//! The filter compiler.
//!
//! Walks a [`Predicate`] recursively and emits a filter string in the
//! OData-style boolean grammar:
//!
//! | Node | Output |
//! |------|--------|
//! | field used as a boolean | `<wire>` |
//! | `a && b`, `a \|\| b` | `(<a>) and (<b>)`, `(<a>) or (<b>)` |
//! | `!a` | `not (<a>)` |
//! | `field <op> constant` | `<wire> <op> <literal>` |
//! | `constant <op> field` | `<wire> <inverted op> <literal>` |
//! | `field.any(x => p)` | `<wire>/any(item: <p>)` |
//! | `[c1, c2].any(x => p)` | `(<p[x=c1]>) or (<p[x=c2]>)` |
//!
//! Anything else fails with [`CompileError::UnsupportedExpression`]. The
//! compiler holds no state across calls.

use std::sync::Arc;

use tracing::debug;

use crate::error::CompileError;
use crate::expr::{Bindings, ComparisonOp, Expr, Param, Predicate, QuantifierKind, Value};
use crate::metadata::{EntityMetadata, FieldResolver, RANGE_VARIABLE, ResolvedField};

use super::extension::CallTranslator;
use super::literal::{LiteralFormatter, ODataLiteralFormatter};

/// Translates predicates into filter strings.
#[derive(Debug, Clone)]
pub struct FilterCompiler {
    formatter: Arc<dyn LiteralFormatter>,
    extensions: Vec<Arc<dyn CallTranslator>>,
    stringify_keys: bool,
}

struct Scope<'a> {
    resolver: FieldResolver<'a>,
    bindings: Vec<(Param, Value)>,
}

impl Default for FilterCompiler {
    fn default() -> Self {
        Self::odata()
    }
}

impl FilterCompiler {
    /// Creates a compiler using the given literal rules and no extensions.
    pub fn new(formatter: Arc<dyn LiteralFormatter>) -> Self {
        Self {
            formatter,
            extensions: Vec::new(),
            stringify_keys: false,
        }
    }

    /// The general-purpose OData dialect.
    pub fn odata() -> Self {
        Self::new(Arc::new(ODataLiteralFormatter))
    }

    /// Installs a comparison extension.
    pub fn with_extension(mut self, extension: Arc<dyn CallTranslator>) -> Self {
        self.extensions.push(extension);
        self
    }

    /// Renders non-string constants compared with substitute key fields as
    /// strings, allowing only `eq` and `ne` on them.
    pub fn with_key_stringification(mut self, enabled: bool) -> Self {
        self.stringify_keys = enabled;
        self
    }

    /// Returns the literal rules in use.
    pub fn formatter(&self) -> &dyn LiteralFormatter {
        self.formatter.as_ref()
    }

    /// Compiles a predicate over an entity described by `metadata`.
    pub fn compile(
        &self,
        metadata: &EntityMetadata,
        predicate: &Predicate,
    ) -> Result<String, CompileError> {
        self.compile_with_bindings(metadata, predicate, Vec::new())
    }

    /// Compiles a predicate with extra parameters already bound to values.
    ///
    /// Bound parameters evaluate as constants and are visible to closures.
    pub fn compile_with_bindings(
        &self,
        metadata: &EntityMetadata,
        predicate: &Predicate,
        bindings: Vec<(Param, Value)>,
    ) -> Result<String, CompileError> {
        let scope = Scope {
            resolver: FieldResolver::new(metadata, predicate.param()),
            bindings,
        };
        let filter = self.compile_expr(predicate.body(), &scope)?;
        debug!(
            dialect = self.formatter.name(),
            entity = metadata.entity_name(),
            filter = %filter,
            "Compiled predicate"
        );
        Ok(filter)
    }

    fn compile_expr(&self, expr: &Expr, scope: &Scope<'_>) -> Result<String, CompileError> {
        match expr {
            Expr::Member { .. } | Expr::Parameter(_) | Expr::Convert(_) => scope
                .resolver
                .resolve(expr)
                .map(|field| field.wire_name)
                .ok_or_else(|| CompileError::unsupported(expr.kind())),
            Expr::Logical { op, left, right } => {
                let left = self.compile_expr(left, scope)?;
                let right = self.compile_expr(right, scope)?;
                Ok(format!("({}) {} ({})", left, op.as_str(), right))
            }
            Expr::Not(operand) => {
                let operand = self.compile_expr(operand, scope)?;
                Ok(format!("not ({})", operand))
            }
            Expr::Coalesce { left, .. } => self.compile_expr(left, scope),
            Expr::Compare { op, left, right } => self.compile_comparison(*op, left, right, scope),
            Expr::Quantifier {
                kind,
                source,
                element,
                predicate,
            } => self.compile_quantifier(*kind, source, element, predicate.as_deref(), scope),
            Expr::Constant(_) | Expr::Closure(_) | Expr::Call { .. } => {
                Err(CompileError::unsupported(expr.kind()))
            }
        }
    }

    fn compile_comparison(
        &self,
        op: ComparisonOp,
        left: &Expr,
        right: &Expr,
        scope: &Scope<'_>,
    ) -> Result<String, CompileError> {
        match (scope.resolver.resolve(left), scope.resolver.resolve(right)) {
            (Some(_), Some(_)) => Err(CompileError::unsupported("field-to-field comparison")),
            (Some(field), None) => {
                let value = self.evaluate(right, scope)?;
                self.emit(&field, op, value)
            }
            (None, Some(field)) => {
                let value = self.evaluate(left, scope)?;
                self.emit(&field, op.inverted(), value)
            }
            (None, None) => {
                for extension in &self.extensions {
                    if let Some(rewritten) = extension.rewrite(op, left, right) {
                        return self.compile_comparison(
                            rewritten.op,
                            &rewritten.left,
                            &rewritten.right,
                            scope,
                        );
                    }
                }
                Err(CompileError::unsupported(format!(
                    "comparison of {} with {}",
                    left.kind(),
                    right.kind()
                )))
            }
        }
    }

    fn emit(
        &self,
        field: &ResolvedField,
        op: ComparisonOp,
        value: Value,
    ) -> Result<String, CompileError> {
        if value.is_null() {
            return Err(CompileError::UnsupportedComparison {
                field: field.wire_name.clone(),
            });
        }

        let literal = if let Some(enum_type) = &field.enum_type {
            let wire = enum_type
                .wire_string(&value)
                .ok_or_else(|| CompileError::UnknownEnumMember {
                    enum_type: enum_type.name().to_string(),
                    value: value
                        .to_plain_string()
                        .unwrap_or_else(|| value.type_name().to_string()),
                })?;
            self.formatter.format_string(&wire)
        } else if self.stringify_keys
            && field.substitute_key.is_some()
            && !matches!(value, Value::String(_))
        {
            if !op.is_equality() {
                return Err(CompileError::KeyOperationNotSupported {
                    field: field.wire_name.clone(),
                    operator: op,
                });
            }
            let text = value
                .to_plain_string()
                .ok_or_else(|| CompileError::UnsupportedType {
                    field: field.wire_name.clone(),
                    type_name: value.type_name(),
                })?;
            self.formatter.format_string(&text)
        } else {
            self.formatter.format(&field.wire_name, &value)?
        };

        Ok(format!("{} {} {}", field.wire_name, op, literal))
    }

    fn compile_quantifier(
        &self,
        kind: QuantifierKind,
        source: &Expr,
        element: &Param,
        predicate: Option<&Expr>,
        scope: &Scope<'_>,
    ) -> Result<String, CompileError> {
        if let Some(field) = scope.resolver.resolve(source) {
            // The grammar has one range variable name, so lambdas cannot nest.
            if scope.resolver.in_range() {
                return Err(CompileError::unsupported("nested collection lambda"));
            }
            let Some(predicate) = predicate else {
                return Ok(format!("{}/{}()", field.wire_name, kind.as_str()));
            };
            let inner = Scope {
                resolver: scope
                    .resolver
                    .with_range_variable(element, field.element.as_deref()),
                bindings: scope.bindings.clone(),
            };
            let body = self.compile_expr(predicate, &inner)?;
            return Ok(format!(
                "{}/{}({}: {})",
                field.wire_name,
                kind.as_str(),
                RANGE_VARIABLE,
                body
            ));
        }

        let items = match self.evaluate(source, scope)? {
            Value::List(items) => items,
            other => {
                return Err(CompileError::UnsupportedType {
                    field: element.name().to_string(),
                    type_name: other.type_name(),
                });
            }
        };

        let Some(predicate) = predicate else {
            let holds = match kind {
                QuantifierKind::Any => !items.is_empty(),
                QuantifierKind::All => true,
            };
            return Ok(format!("({})", self.formatter.format_bool(holds)));
        };

        let mut clauses = Vec::with_capacity(items.len());
        for item in items {
            let mut bindings = scope.bindings.clone();
            bindings.push((element.clone(), item));
            let inner = Scope {
                resolver: scope.resolver,
                bindings,
            };
            clauses.push(format!("({})", self.compile_expr(predicate, &inner)?));
        }

        if clauses.is_empty() {
            let vacuous = matches!(kind, QuantifierKind::All);
            return Ok(format!("({})", self.formatter.format_bool(vacuous)));
        }
        Ok(clauses.join(&format!(" {} ", kind.connective().as_str())))
    }

    /// Evaluates a constant-side expression against the current bindings.
    fn evaluate(&self, expr: &Expr, scope: &Scope<'_>) -> Result<Value, CompileError> {
        match expr {
            Expr::Constant(value) => Ok(value.clone()),
            Expr::Closure(closure) => Ok(closure.call(&Bindings::new(&scope.bindings))),
            Expr::Parameter(param) => Bindings::new(&scope.bindings)
                .get(param)
                .cloned()
                .ok_or_else(|| CompileError::unsupported(format!("unbound parameter {}", param.name()))),
            Expr::Convert(inner) => Ok(match self.evaluate(inner, scope)? {
                Value::Enum(e) => i32::try_from(e.ordinal)
                    .map(Value::Int)
                    .unwrap_or(Value::Long(e.ordinal)),
                other => other,
            }),
            Expr::Coalesce { left, right } => match self.evaluate(left, scope)? {
                Value::Null => self.evaluate(right, scope),
                value => Ok(value),
            },
            _ => Err(CompileError::unsupported(expr.kind())),
        }
    }
}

* _WHAT TO PRODUCE_
An exact copy of the lines above, from the one containing "Anything else fails" through the one containing "#[derive(Debug, Clone)]", is the whole of the answer.

* _RESPONSE_
//! Anything else fails with [`CompileError::UnsupportedExpression`]. The
//! compiler holds no state across calls.

use std::sync::Arc;

use tracing::debug;

use crate::error::CompileError;
use crate::expr::{Bindings, ComparisonOp, Expr, Param, Predicate, QuantifierKind, Value};
use crate::metadata::{EntityMetadata, FieldResolver, RANGE_VARIABLE, ResolvedField};

use super::extension::CallTranslator;
use super::literal::{LiteralFormatter, ODataLiteralFormatter};

/// Translates predicates into filter strings.
#[derive(Debug, Clone)]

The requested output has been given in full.